This is what I'm going to be covering in this. The idea is by the end of it, you'll want to take any existing/new project and just add a few seeds. Plus I have some cool tricks to get a lot of value from your seed data.

Could be a user, could be Tax Rates or chucks of fixed data. The idea is that is development we have a good representation of production so we can build a good UX. And in production we have any data that is good to be available.

Rails has some built in commands to make this easier for us, and also their is the awesome bin/setup fil.e

They also live here:

The default file sucks so hard. I hate it. I don't think you'd ever want your seeds to look like this at all.

If I'm lucky they look like this. Where there is actually something a bit more useful going on.

Maybe you'll also get this, or just a blank file. You might also get something a bit suspect. This is taken from a real project I worked on. I wish I had written that comment, but I didn't. In the production DB that value is different now. They we're made years ago & were to much of a hassle to keep up to date.

Before we continue! Let's check the vibes of the room! Throw up some emojis! Who has picked up a project where it was just blank? I feel it's pretty common.

I used to work in agencies quite a lot & it was pretty common to just take a copy of the production DB.

I don't think I've ever worked on a project which was amazing. I'm going to show you a very cool trick I've started doing which I think is the way to go.

First story: This was a few years ago now, but a developer was sent a copy of the production database to use locally. Then someone broke into their office on a weekend (Smashed the door in) and stole their laptop. They had to tell the customer about it (Code + DB lost) & it was very uncomfortable. As we all work from home, this one is becoming more important to think about. Aside: I heard that Facebook the developers dev environment is in a cloud machine the SSH into. I'm super excited about GitHub Codespaces for not having the codebase/DB on local machines, but instead of cloud machine which is destroyed at the end of each session.

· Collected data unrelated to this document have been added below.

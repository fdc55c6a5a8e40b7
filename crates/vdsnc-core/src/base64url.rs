//! Base64url decoding tolerant of missing padding.
//!
//! Seal producers in the field emit `cer` and `sigvl` both with and
//! without `=` padding; the decoder accepts either form but still rejects
//! characters outside the URL-safe alphabet.

use base64::alphabet::URL_SAFE;
use base64::engine::general_purpose::GeneralPurpose;
use base64::engine::{DecodePaddingMode, GeneralPurposeConfig};
use base64::Engine as _;

const PADDING_INDIFFERENT: GeneralPurpose = GeneralPurpose::new(
    &URL_SAFE,
    GeneralPurposeConfig::new().with_decode_padding_mode(DecodePaddingMode::Indifferent),
);

/// Decode base64url input, padded or not.
///
/// # Errors
///
/// Returns [`base64::DecodeError`] for characters outside the base64url
/// alphabet or an impossible length.
pub fn decode(input: &str) -> Result<Vec<u8>, base64::DecodeError> {
    PADDING_INDIFFERENT.decode(input)
}
//! Signature verification over a message.

use p256::ecdsa::signature::hazmat::PrehashVerifier as _;
use rsa::Pkcs1v15Sign;
use sha2::Sha256;

use crate::error::CryptoError;
use crate::hash::{digest, HashAlgorithm};
use crate::key::PublicKey;
use crate::scheme::SignatureScheme;

/// The two signature encodings seen in a seal: certificates and CRLs
/// carry ASN.1 `ECDSA-Sig-Value` structures, while the seal itself
/// carries the raw fixed-width `(r ‖ s)` concatenation.
#[derive(Debug, Clone, Copy)]
pub enum SignatureBytes<'a> {
    /// Raw `(r ‖ s)`, each component exactly the curve width.
    Raw(&'a [u8]),
    /// DER-encoded `ECDSA-Sig-Value` (or, for RSA, the plain signature
    /// octets).
    Der(&'a [u8]),
}

impl<'a> SignatureBytes<'a> {
    fn bytes(self) -> &'a [u8] {
        match self {
            SignatureBytes::Raw(b) | SignatureBytes::Der(b) => b,
        }
    }
}

/// Verify `signature` over `message` with `key`, hashing per `scheme`.
///
/// ECDSA signatures in either encoding are normalised into the curve's
/// signature type and checked against the message digest, so any
/// hash/curve pairing named by the OID table works (e.g. a SHA-256 CRL
/// signature under a P-384 CSCA key).
///
/// # Errors
///
/// Returns [`CryptoError::SchemeKeyMismatch`] when scheme and key type
/// disagree, [`CryptoError::MalformedSignature`] when the signature bytes
/// do not decode for the key's curve, and
/// [`CryptoError::VerificationFailed`] when the signature does not match.
pub fn verify(
    key: &PublicKey,
    scheme: SignatureScheme,
    message: &[u8],
    signature: SignatureBytes<'_>,
) -> Result<(), CryptoError> {
    let hashed = digest(scheme.hash(), message);
    match (key, scheme) {
        (PublicKey::EcP256(vk), SignatureScheme::Ecdsa(_)) => {
            let sig = p256_sig(signature)?;
            vk.verify_prehash(&hashed, &sig)
                .map_err(|_| CryptoError::VerificationFailed)
        }
        (PublicKey::EcP384(vk), SignatureScheme::Ecdsa(_)) => {
            let sig = p384_sig(signature)?;
            vk.verify_prehash(&hashed, &sig)
                .map_err(|_| CryptoError::VerificationFailed)
        }
        (PublicKey::EcP521(vk), SignatureScheme::Ecdsa(_)) => {
            let sig = p521_sig(signature)?;
            vk.verify_prehash(&hashed, &sig)
                .map_err(|_| CryptoError::VerificationFailed)
        }
        (PublicKey::Rsa(pk), SignatureScheme::RsaPkcs1V15(HashAlgorithm::Sha256)) => pk
            .verify(Pkcs1v15Sign::new::<Sha256>(), &hashed, signature.bytes())
            .map_err(|_| CryptoError::VerificationFailed),
        _ => Err(CryptoError::SchemeKeyMismatch),
    }
}

fn p256_sig(signature: SignatureBytes<'_>) -> Result<p256::ecdsa::Signature, CryptoError> {
    match signature {
        SignatureBytes::Raw(bytes) => p256::ecdsa::Signature::from_slice(bytes),
        SignatureBytes::Der(bytes) => p256::ecdsa::Signature::from_der(bytes),
    }
    .map_err(|_| CryptoError::MalformedSignature)
}

fn p384_sig(signature: SignatureBytes<'_>) -> Result<p384::ecdsa::Signature, CryptoError> {
    match signature {
        SignatureBytes::Raw(bytes) => p384::ecdsa::Signature::from_slice(bytes),
        SignatureBytes::Der(bytes) => p384::ecdsa::Signature::from_der(bytes),
    }
    .map_err(|_| CryptoError::MalformedSignature)
}

fn p521_sig(signature: SignatureBytes<'_>) -> Result<p521::ecdsa::Signature, CryptoError> {
    match signature {
        SignatureBytes::Raw(bytes) => p521::ecdsa::Signature::from_slice(bytes),
        SignatureBytes::Der(bytes) => p521::ecdsa::Signature::from_der(bytes),
    }
    .map_err(|_| CryptoError::MalformedSignature)
}
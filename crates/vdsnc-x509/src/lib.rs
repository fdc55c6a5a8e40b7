//! Typed views over X.509 certificates and CRLs.
//!
//! A [`Certificate`] or [`CertificateList`] owns a parsed DER arena and
//! resolves the RFC 5280 fields by walking the `tbsCertificate` /
//! `tbsCertList` SEQUENCEs by type, so the OPTIONAL `version`,
//! `nextUpdate`, and `revokedCertificates` fields are handled without
//! fragile positional indexing.
#![deny(warnings, clippy::all, clippy::pedantic)]
#![warn(missing_docs)]

pub mod cert;
pub mod crl;
pub mod error;
pub mod name;
pub mod oid;
pub mod pem;

pub use cert::Certificate;
pub use crl::CertificateList;
pub use error::X509Error;
pub use name::DistinguishedName;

Second story: - Preview environment didn't have basic auth on it & passwords were the same. - The preview environments ran the cronjobs same as production - The dataset was an anonymised snapshot of production, often a few months behind (It would take a while to run & was very manual). - The preview environment used MailTrap to stop emails going out. But one day our client wanted to see the emails in their inbox. So some emails weren't anonymised in the snapshot. Then one day the client said "I want an exact copy of production in staging". Lots of whoopsies there, but if we had better process the preview environments sample data, it would have been avoidable.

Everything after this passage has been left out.